Lo avevamo scritto su queste colonne l’8 marzo scorso che forse l’unico soggetto in grado di negoziare davvero con Mosca poteva essere il Vaticano. Oggi si apprende che Papa Francesco vorrebbe parlare con Vladimir Putin di persona, al fine di capire (e carpire) ciò che sta trasformando in una diatriba sanguinosa una reazione geopolitica dai tratti somatici non completamente chiari e dall’esito tutt’altro che prossimo.
Ciò non significa che automaticamente le armi saranno silenziate, ma dopo aver visto sfilare una serie di possibili mediatori che, per ragioni di merito, non potevano esserlo fino in fondo, la carica finale rappresentata da Bergoglio non potrà certo venire svilita dall’interlocutore. Sarà inoltre un segno planetario della volontà di porre fine al conflitto, in un modo o in un altro.
A rimarcare il percorso valoriale che ha portato al desiderio fatto trapelare da Bergoglio, qualche giorno fa ci ha pensato il cardinale Pietro Parolin mettendo l’accento su un termine non casuale quando ha detto che oggi c’è bisogno di una nuova Conferenza di Helsinki. Il riferimento è all’evento del 1975 che riuscì ad avviare una sorta di fermo biologico della Guerra fredda tra le super potenze di ieri. Il Segretario di Stato ha inteso con quel richiamo sottolineare uno “schema di pace” da contrapporre allo “scherma di guerra”.

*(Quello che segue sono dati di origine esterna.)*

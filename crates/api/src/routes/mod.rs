//! API route definitions.

use axum::Router;

use crate::AppState;

pub mod health;
pub mod history;
pub mod sequences;

/// Creates the API router with all routes.
pub fn api_routes() -> Router<AppState> {
    Router::new()
        .merge(health::routes())
        .merge(sequences::routes())
        .merge(history::routes())
}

La tesi bergogliana è che “tanta brutalità come si fa a non fermarla?”, quindi l’obiettivo della pace può essere perseguito solo con in testa l’idea completamente pragmatica di un cessate il fuoco, a cui arrivare tramite ovviamente dei piccoli-grandi passi, che il Papa nella sua conversazione con il Corriere della Sera indica a grandi linee: il troppo appoggio militare occidentale alla resistenza ucraina, le scelte tattiche della Nato, la rabbia russa che impatta sui civili, i test delle nuove armi.
Ed è appunto questa la ragione per cui i canali silenziosi sono stati affiancati dalla decisione papale di venire allo scoperto e annunciare la sua intenzione. A cui andrà aggiunta, gioco forza, la risposta dello zar di Mosca.